Just listened to a couple of tracks - still trying to work out who they remond me of

Is there an album available - I don't like cluttering my music with odd tracks..:thumb:

Hope the d/l single release goes well..


----------



## ryanuk (Jun 22, 2007)

not my cupa

but goodluck to them.


----------



## Tabbs (Aug 3, 2009)

pre620ti said:


> Just listened to a couple of tracks - still trying to work out who they remond me of
> 
> Is there an album available - I don't like cluttering my music with odd tracks..:thumb:
> 
> Hope the d/l single release goes well..
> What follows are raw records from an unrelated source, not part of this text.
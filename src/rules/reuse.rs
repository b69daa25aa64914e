//! Reuse rule - rejects passwords matching a previously stored hash.

use super::RuleResult;
use crate::policy::PolicyChecker;
use crate::violation::PolicyViolation;

/// Fails if the password verifies against any of the policy's previous hashes.
///
/// Skipped entirely when no history was configured.
pub fn reuse_rule(policy: &PolicyChecker, password: &str) -> RuleResult {
    let Some(hashes) = policy.previous_hashes.as_deref() else {
        return Ok(());
    };

    if hashes
        .iter()
        .any(|hash| policy.verifier.verify(password, hash))
    {
        return Err(PolicyViolation::PreviouslyUsed);
    }
    Ok(())
}
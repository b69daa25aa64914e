//! Password policy checking library
//!
//! Judges a candidate password against a configurable policy and reports
//! either acceptance or the first rule it violates. Nothing is hashed or
//! stored here: previous passwords are only compared through a
//! [`HashVerifier`].
//!
//! Rules run in this order, stopping at the first failure:
//!
//! 1. confirmation matches (if a confirmation value was given)
//! 2. minimum length, counted in characters
//! 3. not in the blacklist of common passwords
//! 4. not obvious (contains an app/user specific word, or is a bare date or
//!    phone number)
//! 5. not previously used (if a password history was given)
//! 6. contains every enabled character class (reported all at once)
//!
//! # Features
//!
//! - `bcrypt` (default): bcrypt support for the reuse check
//! - `argon2`: Argon2 support for the reuse check
//! - `async`: validation on tokio's blocking pool
//! - `tracing`: Enables logging via tracing crate
//!
//! # Environment Variables
//!
//! - `PWD_BLACKLIST_PATH`: Custom path to blacklist file
//!   (default: `./assets/password-blacklist.txt`)
//!
//! # Example
//!
//! ```rust,no_run
//! use pwd_policy::{PolicyChecker, Requirement, init_blacklist};
//! use secrecy::SecretString;
//!
//! // Initialize blacklist (call once at startup)
//! init_blacklist().expect("Failed to load blacklist");
//!
//! let policy = PolicyChecker::builder(["myapp", "robert", "smith"])
//!     .previous_passwords(["$2y$11$V8Tvqr3nyMMQrR1xE/IFgepTahAprWKWfoh.xgN7ziWdwYRsZyzCu"])
//!     .complexity_requirements(Requirement::ALL)
//!     .build();
//!
//! let password = SecretString::new("Canyouhearme1*".to_string().into());
//! match policy.validate(&password) {
//!     Ok(()) => println!("Accepted"),
//!     Err(violation) => println!("{violation}"),
//! }
//! ```

// Internal modules
mod blacklist;
mod evaluator;
mod join;
mod policy;
mod requirement;
mod rules;
mod verifier;
mod violation;

// Public API
pub use blacklist::{
    Blacklist, BlacklistError, get_blacklist_path, init_blacklist, init_blacklist_from_path,
    is_blacklisted, shared_blacklist,
};
pub use evaluator::validate_password;
pub use join::join_human;
pub use policy::{MIN_LENGTH, PolicyBuilder, PolicyChecker};
pub use requirement::{Requirement, Requirements, all_requirements};
pub use verifier::{HashVerifier, PlatformVerifier};
pub use violation::PolicyViolation;

#[cfg(feature = "bcrypt")]
pub use verifier::BcryptVerifier;

#[cfg(feature = "argon2")]
pub use verifier::Argon2Verifier;

#[cfg(feature = "async")]
pub use evaluator::{validate_password_async, validate_password_tx};
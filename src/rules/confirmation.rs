//! Confirmation rule - candidate must match the confirmation value.

use secrecy::ExposeSecret;

use super::RuleResult;
use crate::policy::PolicyChecker;
use crate::violation::PolicyViolation;

/// Fails if a confirmation value is set and differs from `password`.
pub fn confirmation_rule(policy: &PolicyChecker, password: &str) -> RuleResult {
    match &policy.confirmation {
        Some(confirmation) if confirmation.expose_secret() != password => {
            Err(PolicyViolation::ConfirmationMismatch)
        }
        _ => Ok(()),
    }
}

#[cfg(test)]
mod tests {
    use super::*;
    use secrecy::SecretString;

    fn with_confirmation(value: &str) -> PolicyChecker {
        PolicyChecker::builder(["appname"])
            .confirmation(SecretString::new(value.to_string().into()))
            .build()
    }

    #[test]
    fn test_confirmation_not_set() {
        let policy = PolicyChecker::new(["appname"]);
        assert_eq!(confirmation_rule(&policy, "anything at all"), Ok(()));
    }

    #[test]
    fn test_confirmation_matches() {
        let policy = with_confirmation("Canyouhearme1*");
        assert_eq!(confirmation_rule(&policy, "Canyouhearme1*"), Ok(()));
    }

    #[test]
    fn test_confirmation_is_case_sensitive() {
        let policy = with_confirmation("Canyouhearme1*");
        assert_eq!(
            confirmation_rule(&policy, "canyouhearme1*"),
            Err(PolicyViolation::ConfirmationMismatch)
        );
    }

    #[test]
    fn test_empty_confirmation_is_still_checked() {
        let policy = with_confirmation("");
        assert_eq!(
            confirmation_rule(&policy, "Canyouhearme1*"),
            Err(PolicyViolation::ConfirmationMismatch)
        );
    }
}
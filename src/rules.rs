use crate::restrictions::{self, TransferCheck};
use soroban_sdk::{Env, String, contract, contractclient, contractimpl};

/// Interface the token calls through its stored rules address. Any contract
/// implementing it can be swapped in with `upgrade_transfer_rules`, which is
/// how restriction logic evolves without migrating balances.
#[contractclient(name = "RulesClient")]
pub trait TransferRulesInterface {
    /// Restriction code for the proposed transfer snapshot. 0 means allowed.
    fn detect_transfer_restriction(e: Env, check: TransferCheck) -> u32;

    /// Human-readable diagnostic for a restriction code.
    fn message_for_transfer_restriction(e: Env, code: u32) -> String;
}

/// The production rule set.
#[contract]
pub struct TransferRules;

#[contractimpl]
impl TransferRulesInterface for TransferRules {
    fn detect_transfer_restriction(_e: Env, check: TransferCheck) -> u32 {
        restrictions::detect(&check)
    }

    fn message_for_transfer_restriction(e: Env, code: u32) -> String {
        restrictions::message(&e, code)
    }
}
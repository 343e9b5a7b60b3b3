use crate::storage_types::DataKey;
use soroban_sdk::{Address, Env};

pub fn read_transfer_group(e: &Env, account: &Address) -> u64 {
    e.storage()
        .persistent()
        .get(&DataKey::TransferGroup(account.clone()))
        .unwrap_or(0)
}

pub fn write_transfer_group(e: &Env, account: &Address, group: u64) {
    e.storage()
        .persistent()
        .set(&DataKey::TransferGroup(account.clone()), &group);
}

pub fn read_max_balance(e: &Env, account: &Address) -> i128 {
    e.storage()
        .persistent()
        .get(&DataKey::MaxBalance(account.clone()))
        .unwrap_or(0)
}

pub fn write_max_balance(e: &Env, account: &Address, max: i128) {
    e.storage()
        .persistent()
        .set(&DataKey::MaxBalance(account.clone()), &max);
}

pub fn read_frozen(e: &Env, account: &Address) -> bool {
    e.storage()
        .persistent()
        .get(&DataKey::Frozen(account.clone()))
        .unwrap_or(false)
}

pub fn write_frozen(e: &Env, account: &Address, status: bool) {
    e.storage()
        .persistent()
        .set(&DataKey::Frozen(account.clone()), &status);
}

/// Earliest timestamp at which `from_group` may send to `to_group`.
/// 0 means the pair has never been authorized.
pub fn read_group_transfer_after(e: &Env, from_group: u64, to_group: u64) -> u64 {
    e.storage()
        .persistent()
        .get(&DataKey::GroupTransfer(from_group, to_group))
        .unwrap_or(0)
}

pub fn write_group_transfer_after(e: &Env, from_group: u64, to_group: u64, transfer_after: u64) {
    e.storage()
        .persistent()
        .set(&DataKey::GroupTransfer(from_group, to_group), &transfer_after);
}
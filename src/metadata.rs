use soroban_sdk::{Env, String};
use soroban_token_sdk::TokenUtils;
use soroban_token_sdk::metadata::TokenMetadata;

pub fn read_decimal(e: &Env) -> u32 {
    let util = TokenUtils::new(e);
    util.metadata().get_metadata().decimal
}

pub fn read_name(e: &Env) -> String {
    let util = TokenUtils::new(e);
    util.metadata().get_metadata().name
}

pub fn read_symbol(e: &Env) -> String {
    let util = TokenUtils::new(e);
    util.metadata().get_metadata().symbol
}

pub fn write_metadata(e: &Env, metadata: TokenMetadata) {
    let util = TokenUtils::new(e);
    util.metadata().set_metadata(&metadata);
}
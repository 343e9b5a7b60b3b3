use crate::storage_types::DataKey;
use soroban_sdk::{Address, Env};

pub fn read_balance(e: &Env, addr: &Address) -> i128 {
    e.storage()
        .persistent()
        .get(&DataKey::Balance(addr.clone()))
        .unwrap_or(0)
}

fn write_balance(e: &Env, addr: &Address, amount: i128) {
    e.storage()
        .persistent()
        .set(&DataKey::Balance(addr.clone()), &amount);
}

pub fn receive_balance(e: &Env, addr: &Address, amount: i128) {
    let balance = read_balance(e, addr);
    write_balance(e, addr, balance + amount);
}

pub fn spend_balance(e: &Env, addr: &Address, amount: i128) {
    let balance = read_balance(e, addr);
    if balance < amount {
        panic!("Insufficient balance");
    }
    write_balance(e, addr, balance - amount);
}

pub fn check_nonnegative_amount(amount: i128) {
    if amount < 0 {
        panic!("negative amount is not allowed");
    }
}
just heard a quick snippet
beastie boys came to my mind


----------



## pre620ti (Nov 25, 2007)

Tabbs said:


> just heard a quick snippet
> beastie boys came to my mind


That was one I didn't think of.....

a few that came to mind were The Automatic, Band of Horses and a few more obscure ones.


----------



## buck-egit (Aug 19, 2008)

lol .. alot of the reviews cant pigeon hole them either lol

And yes they are working on there new album... This is their first mainstream release.... they are only just back from London again ... from a showcase infornt of a room load of BIG hitters in the music world...ie EMI...Sony etc etc. Joe public wasnt in it 

I have told him I have already got my Skyline already booked when he hits the big time LMAO


----------